Just lately, an interdisciplinary crew of researchers from the Harvard John A. Paulson Faculty of Engineering and Utilized Sciences (SEAS), in collaboration with The College of Texas at Austin, MIT and Axoft, Inc., developed a mushy implantable gadget with dozens of sensors that may report single-neuron exercise within the mind stably for months.
The analysis was revealed in Nature Nanotechnology.
“We now have developed brain-electronics interfaces with single-cell decision which can be extra biologically compliant than conventional supplies,” mentioned Paul Le Floch, first creator of the paper and former graduate scholar within the lab of Jia Liu, Assistant Professor of Bioengineering at SEAS. “This work has the potential to revolutionize the design of bioelectronics for neural recording and stimulation, and for brain-computer interfaces.”
Le Floch is presently the CEO of Axoft, Inc, an organization based in 2021 by Le Floch, Liu and Tianyang Ye, a former graduate scholar and postdoctoral fellow within the Park Group at Harvard. Harvard’s Workplace of Know-how Growth has protected the mental property related to this analysis and licensed the know-how to Axoft for additional growth.
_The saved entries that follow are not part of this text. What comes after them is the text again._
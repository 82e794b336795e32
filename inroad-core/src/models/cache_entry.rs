//! Cached strategy entries.

use chrono::{DateTime, Duration, Utc};
use serde::{Deserialize, Serialize};

use super::strategy::ConnectionStrategy;

/// One cached strategy, keyed externally by target id.
///
/// An entry is live while `now - timestamp < ttl`; at exactly the TTL
/// boundary it is already expired.
#[derive(Debug, Clone, PartialEq, Serialize, Deserialize)]
pub struct CacheEntry {
    pub strategy: ConnectionStrategy,
    pub timestamp: DateTime<Utc>,
}

impl CacheEntry {
    /// Stamp a freshly computed strategy.
    pub fn new(strategy: ConnectionStrategy, timestamp: DateTime<Utc>) -> Self {
        Self {
            strategy,
            timestamp,
        }
    }

    /// True when the entry has outlived `ttl` as of `now`.
    pub fn is_expired(&self, now: DateTime<Utc>, ttl: Duration) -> bool {
        now - self.timestamp >= ttl
    }
}
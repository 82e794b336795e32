//! Connection strategies — the engine's only output.
//!
//! [`ConnectionStrategy`] is a closed tagged union: a route-backed path
//! strategy or a single-person suggestion. There is deliberately no empty
//! variant, so "the engine found nothing" is unrepresentable at the type
//! level; the selector always degrades to a `Candidate` before it would
//! ever need one.

use serde::{Deserialize, Serialize};

use super::actor::Actor;
use super::route::Route;

/// A strategy backed by a concrete route through the graph.
#[derive(Debug, Clone, PartialEq, Serialize, Deserialize)]
pub struct PathStrategy {
    pub route: Route,
    /// Calibrated probability the final request is accepted, 0–1.
    pub estimated_acceptance_rate: f64,
    /// Engine confidence in the recommendation, 0–1.
    pub confidence: f64,
    pub low_confidence: bool,
    /// Human-actionable steps, one per intermediate hop plus final outreach.
    pub next_steps: Vec<String>,
}

/// A strategy suggesting a single person instead of a route.
#[derive(Debug, Clone, PartialEq, Serialize, Deserialize)]
pub struct SuggestionStrategy {
    pub suggested: Actor,
    pub reasoning: String,
    pub estimated_acceptance_rate: f64,
    pub confidence: f64,
    pub low_confidence: bool,
    pub next_steps: Vec<String>,
}

/// The engine's output: always one of these four, never empty.
///
/// Wire tags are `direct-path`, `mutual-path`, `intermediary`, `candidate`.
/// A persisted `"type": "none"` (legacy corruption) fails deserialization,
/// which is how the cache detects and purges it.
#[derive(Debug, Clone, PartialEq, Serialize, Deserialize)]
#[serde(tag = "type", rename_all = "kebab-case")]
pub enum ConnectionStrategy {
    /// One hop: the source already borders the target.
    DirectPath(PathStrategy),
    /// Two to three hops through mutual acquaintances.
    MutualPath(PathStrategy),
    /// No route found; a ranked known actor who can bridge to the target.
    Intermediary(SuggestionStrategy),
    /// No route and no bridge; a similarity-based cold suggestion.
    Candidate(SuggestionStrategy),
}

impl ConnectionStrategy {
    /// Wire/display name of the variant.
    pub fn kind(&self) -> &'static str {
        match self {
            Self::DirectPath(_) => "direct-path",
            Self::MutualPath(_) => "mutual-path",
            Self::Intermediary(_) => "intermediary",
            Self::Candidate(_) => "candidate",
        }
    }

    /// The underlying route, for path-typed strategies.
    pub fn route(&self) -> Option<&Route> {
        match self {
            Self::DirectPath(p) | Self::MutualPath(p) => Some(&p.route),
            _ => None,
        }
    }

    /// The suggested person, for suggestion-typed strategies.
    pub fn suggested(&self) -> Option<&Actor> {
        match self {
            Self::Intermediary(s) | Self::Candidate(s) => Some(&s.suggested),
            _ => None,
        }
    }

    /// Free-text reasoning, for suggestion-typed strategies.
    pub fn reasoning(&self) -> Option<&str> {
        match self {
            Self::Intermediary(s) | Self::Candidate(s) => Some(s.reasoning.as_str()),
            _ => None,
        }
    }

    pub fn estimated_acceptance_rate(&self) -> f64 {
        match self {
            Self::DirectPath(p) | Self::MutualPath(p) => p.estimated_acceptance_rate,
            Self::Intermediary(s) | Self::Candidate(s) => s.estimated_acceptance_rate,
        }
    }

    pub fn confidence(&self) -> f64 {
        match self {
            Self::DirectPath(p) | Self::MutualPath(p) => p.confidence,
            Self::Intermediary(s) | Self::Candidate(s) => s.confidence,
        }
    }

    pub fn low_confidence(&self) -> bool {
        match self {
            Self::DirectPath(p) | Self::MutualPath(p) => p.low_confidence,
            Self::Intermediary(s) | Self::Candidate(s) => s.low_confidence,
        }
    }

    pub fn next_steps(&self) -> &[String] {
        match self {
            Self::DirectPath(p) | Self::MutualPath(p) => &p.next_steps,
            Self::Intermediary(s) | Self::Candidate(s) => &s.next_steps,
        }
    }
}

impl std::fmt::Display for ConnectionStrategy {
    fn fmt(&self, f: &mut std::fmt::Formatter<'_>) -> std::fmt::Result {
        f.write_str(self.kind())
    }
}

#[cfg(test)]
mod tests {
    use super::*;
    use crate::profile::ActorProfile;

    fn candidate() -> ConnectionStrategy {
        ConnectionStrategy::Candidate(SuggestionStrategy {
            suggested: Actor::from_profile(ActorProfile::bare("b")),
            reasoning: "profile similarity only".into(),
            estimated_acceptance_rate: 0.25,
            confidence: 0.4,
            low_confidence: true,
            next_steps: vec!["Engage with their posts".into()],
        })
    }

    #[test]
    fn wire_tag_is_kebab_case() {
        let json = serde_json::to_string(&candidate()).unwrap();
        assert!(json.contains("\"type\":\"candidate\""));
    }

    #[test]
    fn forbidden_none_tag_fails_to_deserialize() {
        let err = serde_json::from_str::<ConnectionStrategy>("{\"type\":\"none\"}");
        assert!(err.is_err());
    }

    #[test]
    fn accessors_cover_all_variants() {
        let c = candidate();
        assert_eq!(c.kind(), "candidate");
        assert!(c.route().is_none());
        assert_eq!(c.suggested().unwrap().id().as_str(), "b");
        assert!(c.low_confidence());
        assert_eq!(c.next_steps().len(), 1);
    }
}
To beat the tradeoff between high-resolution knowledge price and longevity, the researchers turned to a gaggle of supplies generally known as fluorinated elastomers. Fluorinated supplies, like Teflon, are resilient, steady in biofluids, have glorious long-term dielectic efficiency, and are suitable with normal microfabrication strategies.
The researchers built-in these fluorinated dielectric elastomers with stacks of soppy microelectrodes — 64 sensors in complete — to develop a long-lasting probe that’s 10,000 occasions softer than standard versatile probes made from supplies engineering plastics, resembling polyimide or parylene C.
The crew demonstrated the gadget in vivo, recording neural data from the mind and spinal cords of mice over the course of a number of months.
“Our analysis highlights that, by rigorously engineering varied elements, it’s possible to design novel elastomers for long-term-stable neural interfaces,” mentioned Liu, who’s the corresponding creator of the paper. “This examine may broaden the vary of design prospects for neural interfaces.”
The interdisciplinary analysis crew additionally included SEAS Professors Katia Bertoldi, Boris Kozinsky and Zhigang Suo.
“Designing new neural probes and interfaces is a really interdisciplinary drawback that requires experience in biology, electrical engineering, supplies science, mechanical and chemical engineering,” mentioned Le Floch.
The analysis was co-authored by Siyuan Zhao, Ren Liu, Nicola Molinari, Eder Medina, Hao Shen, Zheliang Wang, Junsoo Kim, Hao Sheng, Sebastian Partarrieu, Wenbo Wang, Chanan Sessler, Guogao Zhang, Hyunsu Park, Xian Gong, Andrew Spencer, Jongha Lee, Tianyang Ye, Xin Tang, Xiao Wang and Nanshu Lu.
The work was supported by the Nationwide Science Basis by means of the Harvard College Supplies Analysis Science and Engineering Heart Grant No. DMR-2011754.